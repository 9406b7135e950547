//! Error code namespace - stable identifiers for failure categories.
//!
//! An [`ErrorCode`] names *what kind* of failure happened. It never carries a
//! message or any request data; those are resolved later through the catalog
//! and the resolver. Codes are plain numbers so that consumers can mint their
//! own codes next to the built-in ones and register them with a
//! [`Catalog`](crate::Catalog).
//!
//! # Governance
//!
//! Built-in codes are grouped in ranges (see [`ranges`]) and are never reused
//! for a different meaning. A code that no catalog entry knows about is still
//! a valid code: resolution falls back to the unexpected-error entry.
//!
//! # Example
//!
//! ```rust
//! use result_manager::{ErrorCode, define_error_codes};
//!
//! define_error_codes! {
//!     PAYMENT_DECLINED = 1000,
//!     PAYMENT_EXPIRED = 1001,
//! }
//!
//! assert_eq!(PAYMENT_DECLINED.to_string(), "E-PRB-1000");
//! assert!(PAYMENT_DECLINED < PAYMENT_EXPIRED);
//! ```

use std::borrow::Cow;
use std::fmt;

/// Code ranges reserved for the built-in catalog.
pub mod ranges {
    pub const CORE_START: u16 = 1;
    pub const CORE_END: u16 = 99;
    pub const REQUEST_START: u16 = 100;
    pub const REQUEST_END: u16 = 199;
    pub const ACCESS_START: u16 = 200;
    pub const ACCESS_END: u16 = 299;
    pub const RESOURCE_START: u16 = 300;
    pub const RESOURCE_END: u16 = 399;
    pub const LIFECYCLE_START: u16 = 900;
    pub const LIFECYCLE_END: u16 = 999;
}

/// Opaque, totally ordered identifier of a failure category.
///
/// Comparison and hashing use the numeric value only.
#[derive(Debug, Clone, Copy, PartialEq, Eq, PartialOrd, Ord, Hash)]
pub struct ErrorCode(u16);

impl ErrorCode {
    /// Create a code from its numeric value.
    #[inline]
    pub const fn new(value: u16) -> Self {
        Self(value)
    }

    /// Get the numeric value.
    #[inline]
    pub const fn value(self) -> u16 {
        self.0
    }

    /// Whether this code belongs to the built-in catalog.
    #[inline]
    pub fn is_builtin(self) -> bool {
        crate::definitions::builtin_entry(self).is_some()
    }
}

impl From<u16> for ErrorCode {
    fn from(value: u16) -> Self {
        Self(value)
    }
}

impl From<ErrorCode> for u16 {
    fn from(code: ErrorCode) -> Self {
        code.0
    }
}

impl fmt::Display for ErrorCode {
    /// Writes directly to the formatter, e.g. `E-PRB-301`.
    fn fmt(&self, f: &mut fmt::Formatter<'_>) -> fmt::Result {
        write!(f, "E-PRB-{:03}", self.0)
    }
}

/// Base URI shared by every built-in classification.
pub const PROBLEM_TYPE_BASE: &str = "https://support.sondor-technology.co.uk/problems";

/// Stable, locale-independent tag naming the kind of problem.
///
/// Built-in classifications are static URIs below [`PROBLEM_TYPE_BASE`].
/// Custom catalogs may use any non-empty string.
#[derive(Debug, Clone, PartialEq, Eq, Hash, PartialOrd, Ord)]
pub struct ErrorClassification(Cow<'static, str>);

impl ErrorClassification {
    /// Classification backed by a static string.
    #[inline]
    pub const fn from_static(uri: &'static str) -> Self {
        Self(Cow::Borrowed(uri))
    }

    /// Classification backed by a runtime string.
    #[inline]
    pub fn new(uri: impl Into<Cow<'static, str>>) -> Self {
        Self(uri.into())
    }

    #[inline]
    pub fn as_str(&self) -> &str {
        self.0.as_ref()
    }
}

impl fmt::Display for ErrorClassification {
    fn fmt(&self, f: &mut fmt::Formatter<'_>) -> fmt::Result {
        f.write_str(self.as_str())
    }
}

impl AsRef<str> for ErrorClassification {
    fn as_ref(&self) -> &str {
        self.as_str()
    }
}

/// Define one error code as a `pub const`.
///
/// ```rust
/// # use result_manager::define_error_code;
/// define_error_code!(QUOTA_EXCEEDED, 1200);
/// assert_eq!(QUOTA_EXCEEDED.value(), 1200);
/// ```
#[macro_export]
macro_rules! define_error_code {
    ($name:ident, $code:expr) => {
        pub const $name: $crate::ErrorCode = $crate::ErrorCode::new($code);
    };
}

/// Define several error codes at once.
#[macro_export]
macro_rules! define_error_codes {
    ($( $name:ident = $code:expr ),+ $(,)?) => {
        $(
            $crate::define_error_code!($name, $code);
        )+
    };
}

/// Define classification constants relative to [`PROBLEM_TYPE_BASE`].
macro_rules! define_classifications {
    ($( $(#[$meta:meta])* $name:ident = $path:literal ),+ $(,)?) => {
        $(
            $(#[$meta])*
            pub const $name: ErrorClassification = ErrorClassification::from_static(
                concat!("https://support.sondor-technology.co.uk/problems", $path),
            );
        )+
    };
}

/// Built-in classifications.
pub mod classifications {
    use super::ErrorClassification;

    define_classifications! {
        /// Anything the catalog does not know about.
        UNEXPECTED_ERROR = "/unexpected-error",
        BAD_REQUEST = "/bad-request",
        VALIDATION_FAILED = "/validation-failed",
        UNAUTHORIZED = "/unauthorized",
        FORBIDDEN = "/forbidden",
        RESOURCE_NOT_FOUND = "/resource-not-found",
        /// Resource already exists.
        CONFLICT = "/conflict",
        RESOURCE_CREATE_FAILED = "/resource-creation-failed",
        RESOURCE_UPDATE_FAILED = "/resource-update-failed",
        RESOURCE_DELETE_FAILED = "/resource-delete-failed",
        RESOURCE_PATCH_FAILED = "/resource-patch-failed",
        REQUEST_CANCELLED = "/request-cancelled",
    }
}
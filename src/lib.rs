//! # Result Manager
//!
//! Typed success/failure outcomes for request-handling code, backed by a
//! pluggable, localizable error catalog.
//!
//! ## Design Philosophy
//!
//! 1. **Expected failures are values**, not panics or early returns with ad-hoc
//!    strings
//! 2. **Every code maps to a stable classification URI** and a message
//!    template, through one [`ErrorResolver`]
//! 3. **Call sites never see the resolution mechanism**: in-memory, localized
//!    or custom resolvers are swapped at construction time
//! 4. **Contract violations are not domain failures**: a null or blank
//!    argument is an `Err`, never an [`Outcome::Failure`]
//!
//! ## Layout
//!
//! - [`codes`] / [`definitions`]: error codes, classifications and the catalog
//! - [`resolver`]: `classify` (sync) and `format` (async, cancellable)
//! - [`models`]: [`ErrorValue`], [`Outcome`], [`TypedOutcome`]
//! - [`builders`]: one constructor per failure category on [`ResultManager`]
//! - [`translation`]: the translator capability used for localized templates
//!
//! ## Quick Start
//!
//! ```rust
//! use result_manager::{RequestContext, ResultManager, TypedOutcome, keys};
//!
//! #[derive(Debug)]
//! struct User;
//!
//! async fn find_user(manager: &ResultManager, ctx: &RequestContext, id: &str) -> result_manager::Result<TypedOutcome<User>> {
//!     // lookup elided
//!     manager.resource_not_found_typed(ctx, "User", "Id", id).await
//! }
//!
//! # #[tokio::main(flavor = "current_thread")]
//! # async fn main() -> result_manager::Result<()> {
//! let manager = ResultManager::default();
//! let ctx = RequestContext::new("0HN1-trace");
//!
//! let outcome = find_user(&manager, &ctx, "42").await?;
//! let error = outcome.error().unwrap();
//!
//! assert_eq!(error.to_string(), "User with Id '42' was not found (E-PRB-300)");
//! assert_eq!(error.context().get_str(keys::TRACE_ID), Some("0HN1-trace"));
//! # Ok(())
//! # }
//! ```
//!
//! ## Localized Messages
//!
//! ```rust
//! use std::sync::Arc;
//! use result_manager::{InMemoryTranslator, RequestContext, ResultManager, TranslatorOptions};
//!
//! # #[tokio::main(flavor = "current_thread")]
//! # async fn main() -> result_manager::Result<()> {
//! let translator = Arc::new(
//!     InMemoryTranslator::with_builtin_templates(TranslatorOptions::default())
//!         .with_table("fr", [("problem.forbidden", "Action non autorisée.")]),
//! );
//!
//! let manager = ResultManager::localized(translator);
//! let ctx = RequestContext::detached().with_locale("fr");
//! let outcome = manager.forbidden(&ctx).await?;
//! assert_eq!(outcome.error().unwrap().description(), "Action non autorisée.");
//! # Ok(())
//! # }
//! ```

#![warn(clippy::all)]

pub mod builders;
pub mod codes;
pub mod context;
pub mod definitions;
pub mod error;
pub mod logging;
pub mod manager;
pub mod models;
pub mod resolver;
pub mod template;
pub mod translation;
pub mod validation;

pub use builders::*;
pub use codes::*;
pub use context::*;
pub use definitions::*;
pub use error::*;
pub use logging::*;
pub use manager::*;
pub use models::*;
pub use resolver::*;
pub use translation::*;
pub use validation::*;

/// Result of a builder call.
pub type Result<T> = std::result::Result<T, BuildError>;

• TASK BRIEF:
From the records above, transcribe exactly the run of lines that opens with the line holding "($( $(#[$meta:meta])* $name:ident" and closes with the line holding "not know about.", both included.

• COMPLETED EXERCISE:
    ($( $(#[$meta:meta])* $name:ident = $path:literal ),+ $(,)?) => {
        $(
            $(#[$meta])*
            pub const $name: ErrorClassification = ErrorClassification::from_static(
                concat!("https://support.sondor-technology.co.uk/problems", $path),
            );
        )+
    };
}

/// Built-in classifications.
pub mod classifications {
    use super::ErrorClassification;

    define_classifications! {
        /// Anything the catalog does not know about.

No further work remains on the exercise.